Но я отношу себя к школе С.Н. Федорова, поэтому он в этом ряду для меня всегда будет стоять особняком.
— Над какой научной проблемой лично Вы работаете сейчас?
— Меня лично в последнее время увлекали современные технологии пересадки роговицы. На мой взгляд, в направлении селективной замены именно пораженных слоев роговицы − передних или задних − происходят революционные процессы. Практически мы пересаживаем клеточные слои, работаем на тончайших структурах и при этом получаем великолепные результаты, о которых ранее даже не помышляли. В хирургии катаракты, которой я занимаюсь много лет, меня сейчас увлекает изучение особенностей хирургии осложненных катаракт, в частности, пациентов с врожденными и травматическими поражениями и нарушениями связочного аппарата хрусталика. Удалось разработать ряд интересных и оригинальных устройств и инструментов, которые призваны помочь хирургу в этих непростых ситуациях. В проблеме глаукомы мое внимание сконцентрировано на хирургии шлеммова канала, которая сейчас находится на острие и, мне кажется, там еще очень много интересного и неизученного.
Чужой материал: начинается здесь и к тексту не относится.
//! Confirmation prompts for destructive session actions.

use crate::storage::GuardConfig;

/// Something that can ask the user a yes/no question.
///
/// Closures of type `FnMut(&str) -> bool` implement it, which is what tests
/// use; the CLI prompts on stdin.
pub trait Confirm: Send {
    fn confirm(&mut self, message: &str) -> bool;
}

impl<F> Confirm for F
where
    F: FnMut(&str) -> bool + Send,
{
    fn confirm(&mut self, message: &str) -> bool {
        self(message)
    }
}

/// Guards leaving a session and discarding progress on a preset change.
///
/// Nothing is asked while the session has not started: there is no
/// progress to lose.
#[derive(Debug, Clone)]
pub struct NavigationGuard {
    leave_message: String,
    duration_change_message: String,
}

impl NavigationGuard {
    pub fn new(leave_message: impl Into<String>, duration_change_message: impl Into<String>) -> Self {
        Self {
            leave_message: leave_message.into(),
            duration_change_message: duration_change_message.into(),
        }
    }

    pub fn leave_message(&self) -> &str {
        &self.leave_message
    }

    pub fn allow_leave(&self, has_started: bool, confirm: &mut dyn Confirm) -> bool {
        !has_started || confirm.confirm(&self.leave_message)
    }

    pub fn allow_duration_change(&self, has_started: bool, confirm: &mut dyn Confirm) -> bool {
        !has_started || confirm.confirm(&self.duration_change_message)
    }
}

impl From<&GuardConfig> for NavigationGuard {
    fn from(cfg: &GuardConfig) -> Self {
        Self::new(cfg.leave_message.clone(), cfg.duration_change_message.clone())
    }
}

impl Default for NavigationGuard {
    fn default() -> Self {
        Self::from(&GuardConfig::default())
    }
}

#[cfg(test)]
mod tests {
    use super::*;

    #[test]
    fn no_prompt_before_start() {
        let guard = NavigationGuard::default();
        let mut asked = 0;
        let mut confirm = |_: &str| {
            asked += 1;
            false
        };
        assert!(guard.allow_leave(false, &mut confirm));
        assert!(guard.allow_duration_change(false, &mut confirm));
        assert_eq!(asked, 0);
    }

    #[test]
    fn started_session_asks_with_leave_message() {
        let guard = NavigationGuard::default();
        let mut seen = Vec::new();
        let mut confirm = |msg: &str| {
            seen.push(msg.to_string());
            false
        };
        assert!(!guard.allow_leave(true, &mut confirm));
        assert_eq!(
            seen,
            vec!["You might lose progress. Are you sure you want to leave this page?"]
        );
    }
}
Как заместитель директора по науке МНТК «Микрохирургия глаза» хочу сказать, что у нас много интересных разработок, ведущихся по целому спектру направлений: клеточные технологии, конструирование биокератопротезных комплексов, лечение и ранняя диагностика заболеваний сетчатки, основанные на лечении ряда свойств пигментного эпителия, аутофлюоресценции. Мы создаем новые интересные модели кератопротезов, которые в ближайшее время войдут в клиническую практику. Есть интересные наработки по различным видам устройств и имплантатов для замены радужки и хрусталика у пациентов с сочетанной патологией. В витреоретинальной хирургии идет разработка веществ, которые во время операции позволяют контрастировать структуры стекловидного тела. Ведется интересная работа по ферментному витреолизису. Развивается тема лазерных микроимпульсных воздействий на центральную зону сетчатки. Идет разработка новых биоматериалов, совершенствования уникальной отечественной разработки — линзы «Градиол». Мы сотрудничаем с Институтом общей физики РАН, сотрудники которого создали отечественные фемтолазерные установки для хирургии роговицы. Существует еще немало других научных направлений, которые я здесь не назвал.
Подводя краткий итог, хочу сказать, что у меня позитивный взгляд на перспективы российской офтальмологической науки. Есть, конечно, сложности, что-то хочется делать лучше, быстрее. Но в целом считаю, что мы движемся в правильном направлении.